Trying to separate the two claims and stay discovery “would potentially create a discovery mess, requiring truncated depositions, interrogatories, and requests for production, only to have them all re-started following the conclusion of the first leg. This risk of judicial inefficiency warrants denial of Defendant’s request.” In sum, “Defendant’s request is, at root, asking the court to manipulate this case’s procedural framework in a way that will make litigation convenient for insurers, which the court will not do.”

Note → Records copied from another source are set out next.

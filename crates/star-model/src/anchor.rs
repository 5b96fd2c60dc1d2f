//! Fixed-axis bookkeeping and the constraint resolver.
//!
//! Of temperature, luminosity and radius exactly one is the anchor. After an
//! edit to one axis, the third axis (neither edited nor anchored) is
//! recomputed from the other two. Editing the anchored axis itself moves the
//! anchor to a fallback axis instead.

use std::fmt;
use std::str::FromStr;

use serde::{Deserialize, Serialize};

#[cfg(feature = "tsify")]
use tsify_next::Tsify;

use crate::error::{ModelError, ModelResult};

/// The three linked quantities of the Stefan–Boltzmann relation.
#[derive(Debug, Clone, Copy, PartialEq, Eq, Hash, Default, Serialize, Deserialize)]
#[cfg_attr(feature = "tsify", derive(Tsify))]
#[cfg_attr(feature = "tsify", tsify(into_wasm_abi, from_wasm_abi))]
#[serde(rename_all = "camelCase")]
pub enum AnchorAxis {
    Temperature,
    Luminosity,
    #[default]
    Radius,
}

impl AnchorAxis {
    pub const ALL: [AnchorAxis; 3] = [
        AnchorAxis::Temperature,
        AnchorAxis::Luminosity,
        AnchorAxis::Radius,
    ];

    /// Where the anchor goes when this axis is released or edited while fixed.
    pub fn fallback(&self) -> AnchorAxis {
        match self {
            AnchorAxis::Temperature | AnchorAxis::Luminosity => AnchorAxis::Radius,
            AnchorAxis::Radius => AnchorAxis::Luminosity,
        }
    }

    /// The axis that is neither `self` nor `other`.
    ///
    /// Only meaningful for two distinct axes; equal inputs return `self`.
    pub fn third(&self, other: AnchorAxis) -> AnchorAxis {
        match (self, other) {
            (AnchorAxis::Temperature, AnchorAxis::Luminosity)
            | (AnchorAxis::Luminosity, AnchorAxis::Temperature) => AnchorAxis::Radius,
            (AnchorAxis::Temperature, AnchorAxis::Radius)
            | (AnchorAxis::Radius, AnchorAxis::Temperature) => AnchorAxis::Luminosity,
            (AnchorAxis::Luminosity, AnchorAxis::Radius)
            | (AnchorAxis::Radius, AnchorAxis::Luminosity) => AnchorAxis::Temperature,
            (axis, _) => *axis,
        }
    }
}

impl fmt::Display for AnchorAxis {
    fn fmt(&self, f: &mut fmt::Formatter) -> fmt::Result {
        let str = match self {
            AnchorAxis::Temperature => "temperature",
            AnchorAxis::Luminosity => "luminosity",
            AnchorAxis::Radius => "radius",
        };
        write!(f, "{}", str)
    }
}

impl FromStr for AnchorAxis {
    type Err = ModelError;

    fn from_str(s: &str) -> ModelResult<Self> {
        match s.trim().to_ascii_lowercase().as_str() {
            "temperature" | "temp" | "t" => Ok(AnchorAxis::Temperature),
            "luminosity" | "lum" | "l" => Ok(AnchorAxis::Luminosity),
            "radius" | "rad" | "r" => Ok(AnchorAxis::Radius),
            _ => Err(ModelError::UnknownAxis(s.to_string())),
        }
    }
}

/// Outcome of resolving one edit against the current anchor.
#[derive(Debug, Clone, Copy, PartialEq, Eq, Serialize, Deserialize)]
#[cfg_attr(feature = "tsify", derive(Tsify))]
#[cfg_attr(feature = "tsify", tsify(into_wasm_abi, from_wasm_abi))]
#[serde(rename_all = "camelCase", tag = "kind")]
pub enum Resolution {
    /// The free axis was recomputed from the other two.
    Recomputed { axis: AnchorAxis },
    /// The anchor moved; nothing was recomputed.
    Reanchored { from: AnchorAxis, to: AnchorAxis },
    /// Nothing beyond the edit itself changed.
    Unchanged,
}

/// Decide what an edit to `edited` implies when `anchor` is fixed.
///
/// | edited \ anchor | Temperature | Luminosity | Radius |
/// |---|---|---|---|
/// | Temperature | reanchor → Radius | recompute Radius | recompute Luminosity |
/// | Luminosity | recompute Radius | reanchor → Radius | recompute Temperature |
/// | Radius | recompute Luminosity | recompute Temperature | reanchor → Luminosity |
pub fn resolve(edited: AnchorAxis, anchor: AnchorAxis) -> Resolution {
    if edited == anchor {
        Resolution::Reanchored {
            from: anchor,
            to: anchor.fallback(),
        }
    } else {
        Resolution::Recomputed {
            axis: edited.third(anchor),
        }
    }
}

/// New anchor after toggling the fixed flag of `axis`.
///
/// Fixing an axis makes it the anchor. Releasing the current anchor moves it
/// to [`AnchorAxis::fallback`]; releasing any other axis changes nothing.
/// Toggling never recomputes a value: fixing an axis only moves the anchor,
/// and the correction from [`resolve`] fires on the next edit of that axis.
pub fn toggle(anchor: AnchorAxis, axis: AnchorAxis, fixed: bool) -> AnchorAxis {
    match (fixed, axis == anchor) {
        (true, _) => axis,
        (false, true) => axis.fallback(),
        (false, false) => anchor,
    }
}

This is how to handle the privilege and work product process
The court did observe there might still be legitimate attorney client privilege or work product issues. The court outlined how the parties should address this issue:
“This issue, however, is not properly before the court at this time. Defendant has not filed a protective order, nor has Plaintiff yet moved to compel. While Plaintiffs have requested the court conduct an in camera review of Defendant’s claims file, it will only do so if Plaintiffs show which parts of the claims file they may legally be entitled to. While Plaintiffs’ brief fails to do as much, they were unable to in part because Defendant has not provided an adequate privilege log.”
An adequate privilege log requires the party asserting the privilege to set forth sufficient facts as to each document at issue, and is further required to “establish each element of the privilege or immunity that is claimed. The focus is on the specific descriptive portion of the log, and not on conclusory invocations of the privilege or work-product rule.”
The court instructed the insurer “to provide an amended privilege log supplying some of the underlying factual bases for its privilege and work product claims—but not so much that it effectively discloses any such privileged information—so that Plaintiffs may raise, by brief, the parts of the privilege log they believe Defendant has failed to show are privileged.” After these steps are taken, the “court can then decide whether to conduct an in camera inspection of certain portions of the insurer’s claim file.”